RECORDS FOR THIS EXERCISE: Begin
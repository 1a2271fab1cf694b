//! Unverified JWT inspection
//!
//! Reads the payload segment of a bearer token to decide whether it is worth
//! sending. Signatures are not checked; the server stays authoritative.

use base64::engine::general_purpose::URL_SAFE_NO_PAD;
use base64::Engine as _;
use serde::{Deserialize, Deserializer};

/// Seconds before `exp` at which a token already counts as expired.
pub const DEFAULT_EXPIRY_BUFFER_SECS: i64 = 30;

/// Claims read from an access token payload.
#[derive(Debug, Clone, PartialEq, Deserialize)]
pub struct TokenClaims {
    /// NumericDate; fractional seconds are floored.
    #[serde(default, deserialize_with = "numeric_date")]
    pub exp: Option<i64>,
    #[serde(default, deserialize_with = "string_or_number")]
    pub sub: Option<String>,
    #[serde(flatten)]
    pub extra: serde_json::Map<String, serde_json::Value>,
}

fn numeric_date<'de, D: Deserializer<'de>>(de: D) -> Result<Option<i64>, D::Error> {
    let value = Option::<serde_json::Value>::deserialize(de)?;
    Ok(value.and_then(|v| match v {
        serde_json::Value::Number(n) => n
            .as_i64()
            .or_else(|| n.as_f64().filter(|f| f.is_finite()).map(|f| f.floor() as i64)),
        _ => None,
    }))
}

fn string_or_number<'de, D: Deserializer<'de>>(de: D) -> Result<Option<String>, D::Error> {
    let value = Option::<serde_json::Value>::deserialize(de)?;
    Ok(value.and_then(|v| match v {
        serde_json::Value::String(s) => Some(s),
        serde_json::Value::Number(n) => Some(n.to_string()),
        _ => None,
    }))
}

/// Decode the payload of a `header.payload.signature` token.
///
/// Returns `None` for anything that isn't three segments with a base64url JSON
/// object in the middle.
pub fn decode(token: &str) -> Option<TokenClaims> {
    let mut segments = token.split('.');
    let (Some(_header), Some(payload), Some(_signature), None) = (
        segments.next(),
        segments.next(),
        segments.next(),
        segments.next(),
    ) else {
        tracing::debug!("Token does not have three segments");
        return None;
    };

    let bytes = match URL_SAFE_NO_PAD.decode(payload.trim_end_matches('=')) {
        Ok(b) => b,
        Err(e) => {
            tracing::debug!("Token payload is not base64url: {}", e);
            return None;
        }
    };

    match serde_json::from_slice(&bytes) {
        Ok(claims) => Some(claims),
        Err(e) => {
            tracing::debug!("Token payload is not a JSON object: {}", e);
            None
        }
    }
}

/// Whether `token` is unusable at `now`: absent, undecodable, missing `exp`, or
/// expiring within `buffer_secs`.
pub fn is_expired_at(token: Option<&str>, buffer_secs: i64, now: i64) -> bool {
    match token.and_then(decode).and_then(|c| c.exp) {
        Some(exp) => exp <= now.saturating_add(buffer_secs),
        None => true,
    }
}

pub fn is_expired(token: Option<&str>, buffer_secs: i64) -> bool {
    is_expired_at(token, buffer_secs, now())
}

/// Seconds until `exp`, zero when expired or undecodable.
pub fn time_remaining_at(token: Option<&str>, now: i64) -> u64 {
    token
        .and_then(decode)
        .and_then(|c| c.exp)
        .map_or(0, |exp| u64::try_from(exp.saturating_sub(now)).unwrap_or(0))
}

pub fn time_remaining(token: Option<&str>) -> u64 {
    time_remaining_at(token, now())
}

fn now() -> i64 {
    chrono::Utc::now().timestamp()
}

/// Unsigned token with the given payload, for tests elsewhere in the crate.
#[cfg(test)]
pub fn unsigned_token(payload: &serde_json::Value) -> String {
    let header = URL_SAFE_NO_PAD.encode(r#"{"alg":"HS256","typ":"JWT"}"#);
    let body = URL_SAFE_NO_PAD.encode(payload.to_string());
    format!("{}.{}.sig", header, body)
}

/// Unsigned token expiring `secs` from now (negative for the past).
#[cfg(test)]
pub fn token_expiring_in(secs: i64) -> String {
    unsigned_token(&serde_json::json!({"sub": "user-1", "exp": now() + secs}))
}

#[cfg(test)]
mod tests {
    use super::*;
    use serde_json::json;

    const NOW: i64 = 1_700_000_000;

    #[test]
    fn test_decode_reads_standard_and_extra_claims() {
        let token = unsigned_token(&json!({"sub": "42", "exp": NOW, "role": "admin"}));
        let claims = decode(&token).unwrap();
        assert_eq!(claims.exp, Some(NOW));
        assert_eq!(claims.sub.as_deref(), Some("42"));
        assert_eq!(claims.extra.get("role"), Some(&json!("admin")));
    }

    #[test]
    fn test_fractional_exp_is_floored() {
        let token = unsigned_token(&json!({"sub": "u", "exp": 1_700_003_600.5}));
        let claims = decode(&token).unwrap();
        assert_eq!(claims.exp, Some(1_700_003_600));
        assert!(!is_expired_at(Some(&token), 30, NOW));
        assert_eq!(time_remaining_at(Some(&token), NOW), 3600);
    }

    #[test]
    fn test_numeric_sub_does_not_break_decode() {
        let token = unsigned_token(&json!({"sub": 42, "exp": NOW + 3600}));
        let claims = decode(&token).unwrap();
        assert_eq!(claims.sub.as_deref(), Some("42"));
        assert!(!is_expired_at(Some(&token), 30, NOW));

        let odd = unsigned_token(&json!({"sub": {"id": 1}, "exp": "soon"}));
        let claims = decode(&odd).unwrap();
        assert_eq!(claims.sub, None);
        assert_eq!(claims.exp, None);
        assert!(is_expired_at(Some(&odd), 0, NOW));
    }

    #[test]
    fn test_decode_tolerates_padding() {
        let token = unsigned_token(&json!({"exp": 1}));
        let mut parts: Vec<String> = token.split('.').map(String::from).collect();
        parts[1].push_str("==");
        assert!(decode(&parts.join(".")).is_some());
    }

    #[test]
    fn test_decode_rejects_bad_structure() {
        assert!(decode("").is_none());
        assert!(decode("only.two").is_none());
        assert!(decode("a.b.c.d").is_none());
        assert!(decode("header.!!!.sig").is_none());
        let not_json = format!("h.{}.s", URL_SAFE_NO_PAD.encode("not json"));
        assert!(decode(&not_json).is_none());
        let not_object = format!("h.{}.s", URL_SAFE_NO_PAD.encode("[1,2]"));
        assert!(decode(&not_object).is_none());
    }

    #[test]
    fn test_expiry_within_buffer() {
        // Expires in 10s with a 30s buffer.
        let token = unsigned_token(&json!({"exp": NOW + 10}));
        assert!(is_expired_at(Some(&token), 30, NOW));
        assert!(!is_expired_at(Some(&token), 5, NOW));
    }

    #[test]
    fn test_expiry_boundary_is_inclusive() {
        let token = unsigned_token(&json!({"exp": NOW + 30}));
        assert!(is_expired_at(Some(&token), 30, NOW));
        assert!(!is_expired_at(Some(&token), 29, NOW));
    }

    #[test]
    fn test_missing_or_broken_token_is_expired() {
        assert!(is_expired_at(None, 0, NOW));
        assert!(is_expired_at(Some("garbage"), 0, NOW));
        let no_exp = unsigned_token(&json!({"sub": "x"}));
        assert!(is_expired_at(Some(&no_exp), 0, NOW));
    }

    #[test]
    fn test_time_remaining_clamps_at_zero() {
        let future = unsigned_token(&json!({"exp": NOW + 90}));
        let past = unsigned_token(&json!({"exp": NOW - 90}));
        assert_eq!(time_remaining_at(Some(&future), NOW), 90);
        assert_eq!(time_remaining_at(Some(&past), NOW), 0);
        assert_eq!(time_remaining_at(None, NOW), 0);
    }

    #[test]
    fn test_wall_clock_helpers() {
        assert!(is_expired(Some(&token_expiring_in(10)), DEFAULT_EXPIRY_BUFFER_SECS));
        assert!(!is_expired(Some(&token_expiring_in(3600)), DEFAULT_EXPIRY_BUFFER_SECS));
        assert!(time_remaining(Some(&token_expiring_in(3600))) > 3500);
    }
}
RECORDS FOR THIS EXERCISE: End
RECORDS FOR THIS EXERCISE: Begin
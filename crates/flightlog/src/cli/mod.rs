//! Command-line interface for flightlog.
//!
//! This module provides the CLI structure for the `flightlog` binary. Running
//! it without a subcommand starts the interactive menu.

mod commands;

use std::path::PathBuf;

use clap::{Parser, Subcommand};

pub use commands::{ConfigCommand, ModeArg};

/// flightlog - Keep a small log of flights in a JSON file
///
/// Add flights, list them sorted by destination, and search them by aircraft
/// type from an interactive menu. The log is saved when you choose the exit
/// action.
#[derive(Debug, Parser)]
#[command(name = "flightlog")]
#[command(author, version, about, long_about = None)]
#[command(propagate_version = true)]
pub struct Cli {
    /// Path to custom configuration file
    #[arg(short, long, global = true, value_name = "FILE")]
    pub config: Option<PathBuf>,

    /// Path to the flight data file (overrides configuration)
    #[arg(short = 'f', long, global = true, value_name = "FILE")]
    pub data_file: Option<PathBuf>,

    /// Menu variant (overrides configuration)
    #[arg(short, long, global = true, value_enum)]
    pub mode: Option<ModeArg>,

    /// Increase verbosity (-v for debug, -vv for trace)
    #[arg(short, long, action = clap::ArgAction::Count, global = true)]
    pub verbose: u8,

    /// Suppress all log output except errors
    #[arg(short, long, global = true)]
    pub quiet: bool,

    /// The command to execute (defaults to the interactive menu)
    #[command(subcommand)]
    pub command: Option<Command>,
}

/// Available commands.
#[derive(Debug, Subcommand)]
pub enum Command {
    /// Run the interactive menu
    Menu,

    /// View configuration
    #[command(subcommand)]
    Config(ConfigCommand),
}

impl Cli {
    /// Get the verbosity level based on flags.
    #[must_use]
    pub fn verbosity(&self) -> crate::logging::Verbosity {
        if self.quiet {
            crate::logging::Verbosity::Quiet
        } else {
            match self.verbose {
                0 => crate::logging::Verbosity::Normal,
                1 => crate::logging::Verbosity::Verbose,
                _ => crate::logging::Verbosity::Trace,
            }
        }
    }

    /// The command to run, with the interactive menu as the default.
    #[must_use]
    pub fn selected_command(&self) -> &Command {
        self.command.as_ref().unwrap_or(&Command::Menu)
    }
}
RECORDS FOR THIS EXERCISE: End
WHAT YOU SHOULD DO >> Every line that contains "Deserializer" should be copied out of the data.

SOLUTION TO THIS PROBLEM >>
use serde::{Deserialize, Deserializer};
fn numeric_date<'de, D: Deserializer<'de>>(de: D) -> Result<Option<i64>, D::Error> {
fn string_or_number<'de, D: Deserializer<'de>>(de: D) -> Result<Option<String>, D::Error> {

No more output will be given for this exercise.